Quantum Logic Spectroscopy with Trapped Ions (Prof. Dr. Dietrich Leibfried)

Quantum Logic Spectroscopy with Trapped Ions

  • Date: Dec 18, 2018
  • Time: 02:30 PM (Local Time Germany)
  • Speaker: Prof. Dr. Dietrich Leibfried
  • Time and Frequency Division, National Institute of Standards and Technology, Boulder, Colorado, USA
  • Location: Max-Planck-Institut für Quantenoptik
  • Room: Hörsaal, Raum B 0.32 / New lecture hall, Room B 0.32
  • Host: Max Planck Institute of Quantum Optics
Quantum logic spectroscopy uses the quantized motion of trapped charged particles as a means to indirectly control charged quantum systems and gain information on their properties.
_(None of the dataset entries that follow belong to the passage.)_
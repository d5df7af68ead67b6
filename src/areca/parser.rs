//! Parsers for the two `areca.cli64` output formats.
//!
//! The vendor CLI prints human-readable reports, not a wire format, so both
//! parsers here are deliberately forgiving: any line that does not match the
//! expected shape is skipped, and malformed input degrades to a smaller (or
//! empty) result rather than an error. A failed poll must never take the
//! exporter down.
//!
//! `sys info` looks like:
//!
//! ```text
//! The System Information
//! ===========================================
//! Main Processor     : 800MHz
//! Controller Name    : ARC-1882
//! Firmware Version   : V1.52 2014-11-07
//! ===========================================
//! GuiErrMsg<0x00>: Success.
//! ```
//!
//! `rsf info` is a fixed-column table:
//!
//! ```text
//!  #  Name             Disks TotalCap  FreeCap DiskChannels State
//! ===============================================================
//!  1  Raid Set # 00        4  8000.0GB     0.0GB 1234         Normal
//! ===============================================================
//! GuiErrMsg<0x00>: Success.
//! ```
//!
//! Data rows are picked out by their column layout alone. The header line is
//! never consulted: ancient firmware revisions reorder and rename columns,
//! while the column order of the data rows themselves has stayed fixed.

use crate::areca::types::{ControllerInfo, RaidSetRecord};

/// Key/value separator in `sys info` output. Only the first occurrence
/// splits the line; values may contain further colons (timestamps do).
const KV_DELIMITER: &str = ": ";

/// Normalized prefix of the CLI's trailing status line. The raw spelling
/// varies (`GuiErrMsg<0x00>: Success.`, sometimes with a literal NUL byte),
/// but after key normalization it always starts with this.
const STATUS_KEY_PREFIX: &str = "guierrmsg";

/// Number of bound fields in a raid-set row.
const RSF_FIELD_COUNT: usize = 7;

/// Tokens contributed by the inline `Raid Set # NN` name column. Dropped
/// before positional binding so the variable-width name does not shift the
/// remaining columns.
const RSF_NOISE_TOKENS: [&str; 3] = ["Raid", "Set", "#"];

/// Parse `sys info` output into the controller's identity labels.
///
/// Every line containing `": "` contributes one entry: the text before the
/// first occurrence becomes the key (trimmed, lowercased, whitespace runs
/// replaced with `_`), the text after it becomes the value (trimmed,
/// otherwise verbatim). Later duplicates overwrite earlier ones. Lines
/// without the delimiter, and the CLI's own `GuiErrMsg` status line, are
/// dropped.
pub fn parse_sys_info(output: &[u8]) -> ControllerInfo {
    String::from_utf8_lossy(output)
        .lines()
        .filter_map(|line| line.split_once(KV_DELIMITER))
        .filter_map(|(key, value)| {
            let key = normalize_key(key);
            if key.starts_with(STATUS_KEY_PREFIX) {
                return None;
            }
            Some((key, value.trim().to_string()))
        })
        .collect()
}

/// Lowercase a raw key and collapse each whitespace run to one underscore,
/// yielding a valid Prometheus label name for the keys the CLI emits.
fn normalize_key(raw: &str) -> String {
    raw.trim()
        .to_lowercase()
        .split_whitespace()
        .collect::<Vec<_>>()
        .join("_")
}

/// Parse `rsf info` output into raid-set records, preserving row order.
///
/// A line is a candidate data row iff its second byte is an ASCII digit:
/// the CLI right-aligns the one- or two-digit set index in the leftmost two
/// columns, so data rows (and only data rows) put a digit there. Headers,
/// `=` separator lines, and the status trailer all fail the test.
///
/// Candidate rows are split on whitespace, the name-column filler tokens
/// are dropped, and the first [`RSF_FIELD_COUNT`] remaining tokens bind
/// positionally to the record fields. Rows yielding fewer tokens are
/// skipped; surplus tokens are ignored.
pub fn parse_rsf_info(output: &[u8]) -> Vec<RaidSetRecord> {
    output
        .split(|&byte| byte == b'\n')
        .filter(|line| line.len() >= 2 && line[1].is_ascii_digit())
        .filter_map(parse_rsf_row)
        .collect()
}

fn parse_rsf_row(line: &[u8]) -> Option<RaidSetRecord> {
    let text = String::from_utf8_lossy(line);
    let fields: Vec<&str> = text
        .split_whitespace()
        .filter(|token| !RSF_NOISE_TOKENS.contains(token))
        .collect();
    if fields.len() < RSF_FIELD_COUNT {
        return None;
    }

    let id = fields[0];
    // fields[1] is the numeric tail of the name column and is discarded;
    // the exported name is rebuilt from the set index instead, which keeps
    // it stable across firmware renames of the set.
    Some(RaidSetRecord {
        id: id.to_string(),
        name: format!("Raid Set # {}", id),
        disks: fields[2].to_string(),
        total_capacity: fields[3].to_string(),
        free_capacity: fields[4].to_string(),
        disk_channels: fields[5].to_string(),
        state: fields[6].to_string(),
    })
}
A highly controllable atomic "logic" ion indirectly helps to manipulate the system under study and to report information back to the experimenter. This allows for precise quantum control of charged systems that are hard or impossible to directly control with light fields, such as atomic ions without convenient laser cooling transitions, molecular ions or charged elementary particles such as the proton. This talk will introduce the basic ideas behind quantum logic spectroscopy and illustrate its power based on example experiments in the NIST Ion Storage Group.